Contactless Transactions: Digitally Transform your User Experience

As businesses are starting to reopen there have been some very important insights that have transformed a lot of things that we have thus far taken for granted. Speaking to our customers, partners and professional collaborators has given me some very crucial insights that are important for businesses to survive and thrive. I feel that technology can play a major role in putting those learnings and insights to work. It is a significant responsibility as much as it is an opportunity.  I’d like to reflect on one of the technological touch points that have the potential to transform businesses- Contactless Transactions.

Technology plays a very vital role in enabling businesses to perform and scale contactless transactions. This is an opportunity for us to evolve and scale rapidly.

Digital Transformation is pivotal to this evolution and thankfully there are mature products and robust technology platforms that help us achieve this. With CMS IT’s experience of driving Digital Transformation programs across industries we think three key factors are critically important in evaluating your digital technology partner/solution.

  • Modularity: Modularity is a very critical factor in building a digital transformation. Modularity enables you to shorten your go-live time as well as your efforts in building applications. The Industrial Revolution, if not anything has taught us the true importance of modularity.
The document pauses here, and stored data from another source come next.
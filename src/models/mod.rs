//! Data models and types for the interpreter.
//!
//! Contains domain types for:
//! - [`FsNode`], [`NodeKind`], [`DirEntry`] - Virtual filesystem representation
//! - [`Suggestion`], [`SuggestionKind`] - Autocomplete candidates

mod filesystem;
mod terminal;

pub use filesystem::{DirEntry, FsNode, NodeKind};
pub use terminal::{Suggestion, SuggestionKind};
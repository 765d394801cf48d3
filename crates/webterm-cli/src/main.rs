//! webterm CLI
//!
//! Interactive shell over an in-memory filesystem, plus one-shot
//! subcommands for scripted runs and completion queries.

use std::io;
use std::process::ExitCode;

use clap::{Parser, Subcommand};
use webterm_cli::{Session, init_tracing, print_suggestions, run_lines, run_repl};

#[derive(Parser)]
#[command(name = "webterm", version, about = "In-memory shell interpreter")]
struct Cli {
    /// Tracing filter (e.g. "debug" or "webterm=trace"); overrides RUST_LOG
    #[arg(long, global = true)]
    log_level: Option<String>,

    /// Emit JSON instead of text
    #[arg(long, global = true)]
    json: bool,

    #[command(subcommand)]
    command: Option<Command>,
}

#[derive(Subcommand)]
enum Command {
    /// Start an interactive session (default)
    Repl,
    /// Run command lines in order and exit with the last exit code
    Run {
        #[arg(required = true, value_name = "LINE")]
        lines: Vec<String>,
    },
    /// Print completion suggestions for a partial line
    Suggest {
        #[arg(value_name = "PARTIAL")]
        partial: String,
    },
}

#[tokio::main(flavor = "current_thread")]
async fn main() -> io::Result<ExitCode> {
    let cli = Cli::parse();
    if let Err(err) = init_tracing(cli.log_level.as_deref()) {
        eprintln!("webterm: invalid --log-level: {err}");
        return Ok(ExitCode::from(2));
    }

    let mut session = Session::new();
    let mut stdout = io::stdout().lock();

    let code = match cli.command.unwrap_or(Command::Repl) {
        Command::Repl => {
            let stdin = io::stdin().lock();
            run_repl(&mut session, stdin, &mut stdout).await?
        }
        Command::Run { lines } => run_lines(&mut session, &lines, cli.json, &mut stdout).await?,
        Command::Suggest { partial } => {
            print_suggestions(&session, &partial, cli.json, &mut stdout)?;
            webterm::ExitCode::Success
        }
    };

    Ok(ExitCode::from(code.code()))
}
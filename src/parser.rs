//! Scanning an argument vector against an [`OptionSet`].

use crate::error::Error;
use crate::registry::OptionSet;
use tracing::{debug, trace};

impl<'a> OptionSet<'a> {
    /// Parse options from the front of `args`.
    ///
    /// Scanning stops at the first argument that does not start with `-`,
    /// after a `--` terminator (which is consumed), or when `args` runs
    /// out. Everything not consumed is returned. Options are applied as
    /// they are matched, so on error the options matched before the failing
    /// argument keep their `seen` and `raw_value` state.
    pub fn parse<S: AsRef<str>>(&mut self, args: &[S]) -> Result<Vec<String>, Error> {
        let mut pos = 0;
        // Remainder of a short-option cluster, standing in for args[pos].
        let mut pending: Option<String> = None;

        while pos < args.len() {
            let arg = match pending.take() {
                Some(token) => token,
                None => args[pos].as_ref().to_string(),
            };
            trace!(token = %arg, "scanning argument");

            if arg == "--" {
                debug!("option terminator");
                pos += 1;
                break;
            }
            if !arg.starts_with('-') {
                debug!(token = %arg, "non-option argument ends scanning");
                break;
            }

            let (index, inline) = match arg.strip_prefix("--") {
                Some(name) => {
                    let matched = self
                        .match_long(name)
                        .ok_or_else(|| Error::NoSuchOption(arg.clone()))?;
                    pos += 1;
                    matched
                }
                None => {
                    let name = &arg[1..];
                    let mut chars = name.chars();
                    let index = chars
                        .next()
                        .and_then(|c| self.short.get(&c).copied())
                        .ok_or_else(|| Error::NoSuchOption(arg.clone()))?;
                    let rest = chars.as_str();

                    if rest.is_empty() {
                        pos += 1;
                        (index, None)
                    } else if self.options[index].has_value {
                        // -x=value, unless '=' is itself a short option
                        let value = match rest.strip_prefix('=') {
                            Some(v) if !self.short.contains_key(&'=') => v,
                            _ => rest,
                        };
                        pos += 1;
                        (index, Some(value.to_string()))
                    } else {
                        pending = Some(format!("-{}", rest));
                        (index, None)
                    }
                }
            };

            let opt = &mut self.options[index];
            let value = if opt.has_value {
                match inline {
                    Some(v) => Some(v),
                    None => {
                        let v = args
                            .get(pos)
                            .ok_or_else(|| Error::OptionRequiresValue(arg.clone()))?;
                        pos += 1;
                        Some(v.as_ref().to_string())
                    }
                }
            } else {
                None
            };

            debug!(option = %opt.display_name(), with_value = value.is_some(), "matched option");
            opt.mark_seen(value.as_deref());

            let raw = value.unwrap_or_default();
            if let Some(dest) = opt.destination.as_mut() {
                dest.assign(&raw)
                    .map_err(|source| Error::ParsingValue {
                        arg: arg.clone(),
                        source,
                    })?;
            }
            if let Some(handler) = opt.handler.as_mut() {
                handler(&raw).map_err(Error::Handler)?;
            }
        }

        Ok(args[pos..].iter().map(|a| a.as_ref().to_string()).collect())
    }

    /// Resolve `name` (the text after `--`) to an option and an optional
    /// inline value from a `name=value` form.
    fn match_long(&self, name: &str) -> Option<(usize, Option<String>)> {
        if let Some(&index) = self.long.get(name) {
            return Some((index, None));
        }
        let (key, value) = name.split_once('=')?;
        let &index = self.long.get(key)?;
        self.options[index]
            .has_value
            .then(|| (index, Some(value.to_string())))
    }
}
In the auto industry, almost all the manufacturers make different parts at different places and then assemble them all. The delays in individual parts do not hamper or affect each other and supports innovative design. Programmers have been using modular design for a long time. The technology you choose should be completely modular to help you get the best out of your Digital Transformation quickly and efficiently.
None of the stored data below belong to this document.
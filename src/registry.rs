//! The table of registered options.

use crate::error::Error;
use crate::option::Opt;
use std::collections::HashMap;
use tracing::debug;

/// A set of recognized options, indexed by long name and short character.
///
/// Options are owned by the set once registered; destinations and handlers
/// attached to them borrow from the caller for `'a`.
#[derive(Debug, Default)]
pub struct OptionSet<'a> {
    pub(crate) options: Vec<Opt<'a>>,
    pub(crate) long: HashMap<String, usize>,
    pub(crate) short: HashMap<char, usize>,
}

impl<'a> OptionSet<'a> {
    pub fn new() -> Self {
        Self::default()
    }

    /// Register a single option.
    pub fn add(&mut self, opt: Opt<'a>) -> Result<(), Error> {
        self.register([opt])
    }

    /// Register options in order.
    ///
    /// Registration is not transactional: options accepted before a failing
    /// one stay registered. An option whose long name was accepted but whose
    /// short character is a duplicate stays reachable by its long name.
    pub fn register<I>(&mut self, opts: I) -> Result<(), Error>
    where
        I: IntoIterator<Item = Opt<'a>>,
    {
        for mut opt in opts {
            if opt.destination.is_some() {
                opt.has_value = true;
            }
            if opt.long.is_none() && opt.short.is_none() {
                return Err(Error::ShortAndLongEmpty);
            }

            if let Some(long) = &opt.long {
                if self.long.contains_key(long) {
                    return Err(match opt.short {
                        Some(_) => duplicate_short(&opt),
                        None => Error::DuplicateOption(format!("--{}", long)),
                    });
                }
            }
            let short_taken = opt.short.is_some_and(|c| self.short.contains_key(&c));
            if short_taken && opt.long.is_none() {
                return Err(duplicate_short(&opt));
            }

            opt.clear_state();
            debug!(option = %opt.display_name(), has_value = opt.has_value, "registered option");

            let index = self.options.len();
            let long = opt.long.clone();
            let short = opt.short;
            let err = short_taken.then(|| duplicate_short(&opt));
            self.options.push(opt);

            if let Some(long) = long {
                self.long.insert(long, index);
            }
            if let Some(err) = err {
                return Err(err);
            }
            if let Some(c) = short {
                self.short.insert(c, index);
            }
        }
        Ok(())
    }

    /// Clear `seen` and `raw_value` on every registered option.
    pub fn reset(&mut self) {
        for opt in &mut self.options {
            opt.clear_state();
        }
    }

    /// Look up an option by its long name (without `--`).
    pub fn by_long(&self, name: &str) -> Option<&Opt<'a>> {
        self.long.get(name).map(|&i| &self.options[i])
    }

    /// Look up an option by its short character.
    pub fn by_short(&self, c: char) -> Option<&Opt<'a>> {
        self.short.get(&c).map(|&i| &self.options[i])
    }

    /// All registered options, in registration order.
    pub fn options(&self) -> impl Iterator<Item = &Opt<'a>> {
        self.options.iter()
    }

    pub fn len(&self) -> usize {
        self.options.len()
    }

    pub fn is_empty(&self) -> bool {
        self.options.is_empty()
    }
}

fn duplicate_short(opt: &Opt<'_>) -> Error {
    let c = opt.short.unwrap_or_default();
    Error::DuplicateOption(format!("-{}", c))
}
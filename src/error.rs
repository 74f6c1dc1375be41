//! Error types shared by registration and parsing.

use thiserror::Error;

/// Boxed error returned by option handlers and text-value conversions.
pub type BoxError = Box<dyn std::error::Error + Send + Sync + 'static>;

/// Errors that can occur while registering options or parsing arguments.
///
/// Registration errors (`DuplicateOption`, `ShortAndLongEmpty`) indicate a
/// mistake in the option table itself. Parse errors (`NoSuchOption`,
/// `OptionRequiresValue`, `ParsingValue`) indicate bad user input. Errors
/// returned by an option handler are carried in `Handler` and display
/// exactly as the handler produced them.
#[derive(Debug, Error)]
pub enum Error {
    #[error("no such option: {0}")]
    NoSuchOption(String),

    #[error("option requires value: {0}")]
    OptionRequiresValue(String),

    #[error("failure parsing option value: {arg}")]
    ParsingValue {
        arg: String,
        #[source]
        source: BoxError,
    },

    #[error("duplicate option: {0}")]
    DuplicateOption(String),

    #[error("long and short options both empty")]
    ShortAndLongEmpty,

    #[error(transparent)]
    Handler(BoxError),
}

/// The kind of an [`Error`], independent of its detail text.
#[derive(Debug, Clone, Copy, PartialEq, Eq, Hash)]
pub enum ErrorKind {
    NoSuchOption,
    OptionRequiresValue,
    ParsingValue,
    DuplicateOption,
    ShortAndLongEmpty,
    /// An error returned by an option handler.
    Handler,
}

impl Error {
    /// Returns the kind of this error.
    pub fn kind(&self) -> ErrorKind {
        match self {
            Error::NoSuchOption(_) => ErrorKind::NoSuchOption,
            Error::OptionRequiresValue(_) => ErrorKind::OptionRequiresValue,
            Error::ParsingValue { .. } => ErrorKind::ParsingValue,
            Error::DuplicateOption(_) => ErrorKind::DuplicateOption,
            Error::ShortAndLongEmpty => ErrorKind::ShortAndLongEmpty,
            Error::Handler(_) => ErrorKind::Handler,
        }
    }

    /// Check whether this error is of the given kind.
    pub fn is(&self, kind: ErrorKind) -> bool {
        self.kind() == kind
    }

    /// Unwrap the error a handler returned, if this is one.
    pub fn into_handler_error(self) -> Option<BoxError> {
        match self {
            Error::Handler(e) => Some(e),
            _ => None,
        }
    }
}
Treating each block on its merits will always be easier than revamping the whole architecture. Intelligent Automation and Data Science/AI/ML can be applied across the application universe to improve usability, efficiency, and several other insights. Analytical insights can be utilized to identify the specific event’s impact on operations, products, and supply chains. Automation can be deployed across processes to define alternative pathways for people, goods, and services. The monolith approach to enterprise is quite old and a risky affair today. A modular approach allows you to be agile, scalable, easily adaptable, and upstream/downstream-compatible in terms of technology. As and when individual applications change bots can be reconfigured to work with the new ones. Data sets can be modified to cater to newer applications in the modular framework.

  • Equilibrium: After having taken a modular approach, this is the second most important factor to truly drive business for your organization leveraging technology. I would not open my laptop at home for most of the things that I used to open it for a few years ago. I can do everything using my mobile. Well, you might be thinking that we already have mobile apps developed. But the question here is, why do you want to maintain two different silos of production. One for desktop and another for mobile. Why not embrace a solution which enables you to develop at once and it takes care of the rest? This is truly important because a lot of common folks like me prefer transacting on the mobile on the go and this would be a very crucial factor in growing business digitally. Equilibrium is the essence of the world we live in. Not just the consumer-facing applications – a lot of your key work transactions can be enabled to work across channels. The challenges of enabling omni channel have been overcome by technology- however, the design of solutions for omni channel is a huge opportunity. A well designed omni channel solution with the support of optimum automation can be transformational.

  • Experience: Customer experience is more important than ever. Bad experiences result in unhappy customers who may look for other options. Experience, as they say, is king and therefore is to my mind the single most important factor in a digital transformation journey. When I say customers, I do so broadly. Your internal customers are included, and, in a sense, your suppliers are your customers too.

Take for instance, the insurance industry that has a lot of regulatory procedures that are a load on the customer. If the company has gone digital and the customer goes to your website and you have lengthy forms online that she/he needs to fill to get a policy. It would be better if there are options that make similar transactions minimal- this could be an example of experience as a differentiator. I remember the experience tilting my buy decision in insurance, groceries, and in endless other transactions.

A fabulous customer experience truly has the power to influence consumer minds and several organizations have done it already. A technology enabler that easily empowers you to give your customers an incredible experience is key!!

A robust digital platform can provide the data required for analytical insights into optimizing the efficiency of supply chains, identifying automation touch points, and minimizing physical contact touch points in the business. The experience layer is combined with the contextual data that is progressively improving the ability for us to respond to the user priorities. The final win for digital experience and indeed for automation and data science is the success of the transaction. More importantly, the resultant customer experience is a function of the transaction success and transaction experience. With a combination of intelligent automation, data science, and digital experience we have the tools to move the needle with internal and external stakeholders.